**YOUR ASSIGNMENT**
Pick out every line of the entries below where "Reads" occurs, and copy those lines.

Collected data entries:
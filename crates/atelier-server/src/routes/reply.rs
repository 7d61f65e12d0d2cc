use crate::state::AppState;
use atelier::models::chat::{ChatMessage, UserPayload};
use atelier::models::content::ImageContent;
use axum::{
    extract::State,
    http::StatusCode,
    response::IntoResponse,
    routing::{get, post},
    Json, Router,
};
use serde::{Deserialize, Serialize};

/// The wire shape of a user turn. Images arrive as data URLs, the format
/// browser frontends produce for pasted or uploaded attachments.
#[derive(Debug, Deserialize)]
struct ReplyRequest {
    #[serde(default)]
    text: String,
    #[serde(default)]
    images: Vec<String>,
}

#[derive(Debug, Serialize)]
struct ReplyResponse {
    messages: Vec<ChatMessage>,
}

#[derive(Debug, Serialize)]
struct ErrorResponse {
    error: String,
}

/// Drive one full turn and respond with the updated chat history. The agent
/// lock is held for the whole turn, so concurrent replies queue up.
async fn reply_handler(
    State(state): State<AppState>,
    Json(request): Json<ReplyRequest>,
) -> impl IntoResponse {
    let mut images = Vec::with_capacity(request.images.len());
    for data_url in &request.images {
        match ImageContent::from_data_url(data_url) {
            Some(image) => images.push(image),
            None => {
                return (
                    StatusCode::BAD_REQUEST,
                    Json(ErrorResponse {
                        error: "images must be base64 data URLs".to_string(),
                    }),
                )
                    .into_response()
            }
        }
    }

    let payload = UserPayload {
        text: request.text,
        images,
    };

    let mut agent = state.agent.lock().await;
    agent.send(payload).await;
    Json(ReplyResponse {
        messages: agent.messages().to_vec(),
    })
    .into_response()
}

// Reads the published history snapshot rather than the agent, so the
// transcript stays renderable while a turn holds the lock. Mid-turn the
// snapshot already includes the pending tool entries.
async fn messages_handler(State(state): State<AppState>) -> Json<Vec<ChatMessage>> {
    Json(state.messages.borrow().clone())
}

// Reads the watch channel rather than the agent, so polling works while a
// turn holds the lock.
async fn status_handler(State(state): State<AppState>) -> Json<atelier::agent::AgentStatus> {
    Json(state.status.borrow().clone())
}

// Configure routes for this module
pub fn routes(state: AppState) -> Router {
    Router::new()
        .route("/reply", post(reply_handler))
        .route("/messages", get(messages_handler))
        .route("/status", get(status_handler))
        .with_state(state)
}
mod configuration;
mod error;
mod routes;
mod state;

use atelier::agent::Agent;
use atelier::tools::files::{FileSystem, LocalFileSystem, VirtualFileSystem};
use atelier::tools::runner::ProcessRunner;
use atelier::tools::store::{InMemoryStore, JsonFileStore, KeyValueStore};
use atelier::tools::ToolRegistry;
use std::sync::Arc;
use tower_http::cors::{Any, CorsLayer};
use tracing::{info, warn};

#[tokio::main]
async fn main() -> anyhow::Result<()> {
    tracing_subscriber::fmt::init();

    let settings = configuration::Settings::new()?;
    let addr = settings.server.socket_addr();

    let files: Arc<dyn FileSystem> = match &settings.workspace {
        Some(dir) => {
            info!("mounting workspace directory {}", dir);
            Arc::new(LocalFileSystem::new(dir))
        }
        None => {
            info!("no workspace configured, files are in-memory only");
            Arc::new(VirtualFileSystem::new())
        }
    };

    let store: Arc<dyn KeyValueStore> = match JsonFileStore::default_location() {
        Ok(store) => Arc::new(store),
        Err(e) => {
            warn!("data store unavailable, keys are in-memory only: {}", e);
            Arc::new(InMemoryStore::new())
        }
    };

    let registry = ToolRegistry::new(files.clone(), store, Arc::new(ProcessRunner::default()))?;

    let mut agent = Agent::new(settings.provider.into_config(), registry);
    if let Err(e) = agent.initialize() {
        // Served anyway; the session can be repaired over PUT /session/config.
        warn!("session not initialized: {}", e);
    }
    let state = state::AppState::new(agent, files);

    let cors = CorsLayer::new()
        .allow_origin(Any)
        .allow_methods(Any)
        .allow_headers(Any);

    let app = routes::configure(state).layer(cors);

    let listener = tokio::net::TcpListener::bind(addr).await?;
    info!("listening on {}", listener.local_addr()?);
    axum::serve(listener, app).await?;
    Ok(())
}
impl Agent {
    /// An agent whose session still needs [`initialize`](Agent::initialize).
    /// The tools advertised to the model are the registry's declarations.
    pub fn new(config: SessionConfig, registry: ToolRegistry) -> Self {
        let session = ChatSession::new(config, registry.declarations());
        Agent::from_parts(session, registry)
    }

    /// An agent bound to an existing provider handle, used by tests.
    pub fn with_provider(
        config: SessionConfig,
        registry: ToolRegistry,
        provider: Box<dyn crate::providers::base::Provider>,
    ) -> Self {
        let session = ChatSession::with_provider(config, registry.declarations(), provider);
        Agent::from_parts(session, registry)
    }

    fn from_parts(session: ChatSession, registry: ToolRegistry) -> Self {
        let (status_tx, status_rx) = watch::channel(AgentStatus::default());
        let (history_tx, _) = watch::channel(Vec::new());
        Agent {
            session,
            registry,
            history: Vec::new(),
            history_tx,
            status_tx,
            status_rx,
        }
    }

    pub fn initialize(&mut self) -> Result<(), SessionError> {
        self.session.initialize()
    }

    /// Apply a configuration change. The chat history persists across the
    /// resulting session recreation.
    pub fn configure(&mut self, config: SessionConfig) -> Result<ConfigAction, SessionError> {
        self.session.configure(config)
    }

    pub fn session_config(&self) -> &SessionConfig {
        self.session.config()
    }

    pub fn is_ready(&self) -> bool {
        self.session.is_ready()
    }

    pub fn messages(&self) -> &[ChatMessage] {
        &self.history
    }

    pub fn status(&self) -> AgentStatus {
        self.status_rx.borrow().clone()
    }

    /// A live view of the busy flag and activity text.
    pub fn subscribe(&self) -> watch::Receiver<AgentStatus> {
        self.status_rx.clone()
    }

    /// A live view of the chat history. Snapshots are published on every
    /// mutation, including the mid-turn pending and resolved tool entries,
    /// so readers see batch progress without waiting for the turn to end.
    pub fn watch_messages(&self) -> watch::Receiver<Vec<ChatMessage>> {
        self.history_tx.subscribe()
    }

    fn record(&mut self, message: ChatMessage) {
        self.history.push(message);
        self.publish_history();
    }

    fn publish_history(&self) {
        let _ = self.history_tx.send(self.history.clone());
    }

    /// Drive one user turn to completion.
    ///
    /// All outcomes land in the history: a final agent reply on success, a
    /// single agent-authored error message when the session is missing or
    /// the round fails. The busy flag is held for the whole turn and cleared
    /// on every exit path.
    pub async fn send(&mut self, payload: UserPayload) {
        if payload.is_empty() {
            return;
        }

        if !self.session.is_ready() {
            warn!("send rejected: session not initialized");
            self.record(ChatMessage::agent(SESSION_NOT_READY_REPLY));
            return;
        }

        self.set_status(true, Some("Thinking..."));
        self.record(ChatMessage::user(&payload.text, payload.images.clone()));

        if let Err(e) = self.run_round(&payload).await {
            error!(error = %e, "conversation round failed");
            self.record(ChatMessage::agent(GENERIC_ERROR_REPLY));
        } else if let Some(instruction) = self.registry.take_instruction_update() {
            // Applied between turns so the tool-call pairing of the current
            // transcript is never broken mid-round.
            info!("applying self-updated system instruction");
            if let Err(e) = self.session.update_system_instruction(instruction) {
                warn!(error = %e, "could not rebind session with new instruction");
            }
        }

        self.set_status(false, None);
    }

    async fn run_round(&mut self, payload: &UserPayload) -> Result<(), SessionError> {
        let mut outbound = Message::user();
        if !payload.text.is_empty() {
            outbound = outbound.with_text(&payload.text);
        }
        for image in &payload.images {
            outbound = outbound.with_image(image.data.clone(), image.mime_type.clone());
        }

        let mut response = self.session.submit(outbound).await?;

        loop {
            let requests: Vec<ToolRequest> =
                response.tool_requests().into_iter().cloned().collect();

            if requests.is_empty() {
                let text = response.text();
                let text = if text.is_empty() {
                    FALLBACK_REPLY.to_string()
                } else {
                    text
                };
                self.record(ChatMessage::agent(text));
                return Ok(());
            }

            info!(count = requests.len(), "model requested tool calls");
            self.set_status(true, Some(&describe_batch(&requests)));

            // One pending entry per call, before anything executes, so the
            // whole batch shows as in-progress at once.
            for request in &requests {
                self.record(ChatMessage::tool_pending(
                    &request.id,
                    &request.call.name,
                    request.call.arguments.clone(),
                ));
            }

            // Fan out, then wait for the whole batch; join_all keeps the
            // output in request order regardless of completion order.
            let executions: Vec<_> = requests
                .iter()
                .map(|request| self.registry.dispatch(&request.call))
                .collect();
            let results: Vec<String> = future::join_all(executions).await;

            // Completion order is unspecified, so results are patched in by
            // id, never by position.
            for (request, result) in requests.iter().zip(results.iter()) {
                if let Some(entry) = self
                    .history
                    .iter_mut()
                    .find(|entry| entry.id() == request.id)
                {
                    entry.resolve_tool(result.clone());
                }
            }
            self.publish_history();

            let mut tool_reply = Message::user();
            for (request, result) in requests.iter().zip(results.into_iter()) {
                tool_reply =
                    tool_reply.with_tool_response(&request.id, &request.call.name, result);
            }

            self.set_status(true, Some("Processing tool results..."));
            response = self.session.submit(tool_reply).await?;
        }
    }

    fn set_status(&self, busy: bool, activity: Option<&str>) {
        let _ = self.status_tx.send(AgentStatus {
            busy,
            activity: activity.map(String::from),
        });
    }
}
use serde::{Deserialize, Serialize};
use serde_json::Value;
use uuid::Uuid;

use super::content::ImageContent;

/// One entry of the chat history shown to the user.
///
/// History is append-only within a session, with one exception: a `Tool`
/// entry is appended while its invocation is still running (`result: None`)
/// and resolved in place once the result is available. Resolution goes
/// through the stable `id`, never a positional index, because batch
/// completion order is unspecified.
#[derive(Debug, Clone, PartialEq, Serialize, Deserialize)]
#[serde(tag = "author", rename_all = "lowercase")]
pub enum ChatMessage {
    User {
        id: String,
        text: String,
        #[serde(default, skip_serializing_if = "Vec::is_empty")]
        images: Vec<ImageContent>,
    },
    Agent {
        id: String,
        text: String,
    },
    Tool {
        id: String,
        name: String,
        arguments: Value,
        #[serde(skip_serializing_if = "Option::is_none")]
        result: Option<String>,
    },
}

impl ChatMessage {
    pub fn user<S: Into<String>>(text: S, images: Vec<ImageContent>) -> Self {
        ChatMessage::User {
            id: Uuid::new_v4().to_string(),
            text: text.into(),
            images,
        }
    }

    pub fn agent<S: Into<String>>(text: S) -> Self {
        ChatMessage::Agent {
            id: Uuid::new_v4().to_string(),
            text: text.into(),
        }
    }

    /// A tool invocation that has been requested but not yet resolved.
    /// The id is the request id, so the resolved result can be patched in
    /// by lookup.
    pub fn tool_pending<I, N>(id: I, name: N, arguments: Value) -> Self
    where
        I: Into<String>,
        N: Into<String>,
    {
        ChatMessage::Tool {
            id: id.into(),
            name: name.into(),
            arguments,
            result: None,
        }
    }

    pub fn id(&self) -> &str {
        match self {
            ChatMessage::User { id, .. } => id,
            ChatMessage::Agent { id, .. } => id,
            ChatMessage::Tool { id, .. } => id,
        }
    }

    /// Record the outcome of a tool invocation. No-op for other variants.
    pub fn resolve_tool<S: Into<String>>(&mut self, value: S) {
        if let ChatMessage::Tool { result, .. } = self {
            *result = Some(value.into());
        }
    }

    pub fn tool_result(&self) -> Option<&str> {
        match self {
            ChatMessage::Tool { result, .. } => result.as_deref(),
            _ => None,
        }
    }
}

/// What the user submits for one turn: free text plus zero or more images.
#[derive(Debug, Clone, Default, PartialEq, Serialize, Deserialize)]
pub struct UserPayload {
    pub text: String,
    #[serde(default)]
    pub images: Vec<ImageContent>,
}

impl UserPayload {
    pub fn text<S: Into<String>>(text: S) -> Self {
        UserPayload {
            text: text.into(),
            images: Vec::new(),
        }
    }

    /// A payload with blank text and no images is not worth a turn.
    pub fn is_empty(&self) -> bool {
        self.text.trim().is_empty() && self.images.is_empty()
    }
}

#[cfg(test)]
mod tests {
    use super::*;
    use serde_json::json;

    #[test]
    fn test_tool_message_resolution() {
        let mut message = ChatMessage::tool_pending("call-1", "listFiles", json!({}));
        assert_eq!(message.tool_result(), None);

        message.resolve_tool("Files available:\n- a.txt");
        assert_eq!(message.tool_result(), Some("Files available:\n- a.txt"));
    }

    #[test]
    fn test_resolve_is_noop_for_other_authors() {
        let mut message = ChatMessage::agent("hello");
        message.resolve_tool("ignored");
        assert_eq!(message.tool_result(), None);
    }

    #[test]
    fn test_empty_payload() {
        assert!(UserPayload::text("   ").is_empty());
        assert!(!UserPayload::text("hi").is_empty());

        let with_image = UserPayload {
            text: String::new(),
            images: vec![ImageContent::new("aGVsbG8=", "image/png")],
        };
        assert!(!with_image.is_empty());
    }

    #[test]
    fn test_serializes_with_author_tag() {
        let message = ChatMessage::agent("done");
        let value = serde_json::to_value(&message).unwrap();
        assert_eq!(value["author"], "agent");
        assert_eq!(value["text"], "done");
    }
}
use super::Heuristic;
use rand::Rng;
use satls_challenges::{
    satisfiability::{SatProblem, Slot},
    ProblemError,
};

/// Flips one uniformly chosen variable. Pure perturbation: nothing is evaluated.
#[derive(Debug, Clone, Copy, Default, PartialEq, Eq)]
pub struct RandomBitFlip;

impl Heuristic for RandomBitFlip {
    fn name(&self) -> &'static str {
        "Random Bit Flip"
    }

    fn apply(&self, problem: &mut SatProblem, slot: Slot) -> Result<(), ProblemError> {
        let num_variables = problem.num_variables();
        if num_variables == 0 {
            return Ok(());
        }
        // Draw as u32 so the stream does not depend on the platform's usize width.
        let var_idx = problem.rng().gen_range(0..num_variables as u32) as usize;
        problem.bit_flip(var_idx, slot)
    }
}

**RESPONSE**
// Reads the published history snapshot rather than the agent, so the
// Reads the watch channel rather than the agent, so polling works while a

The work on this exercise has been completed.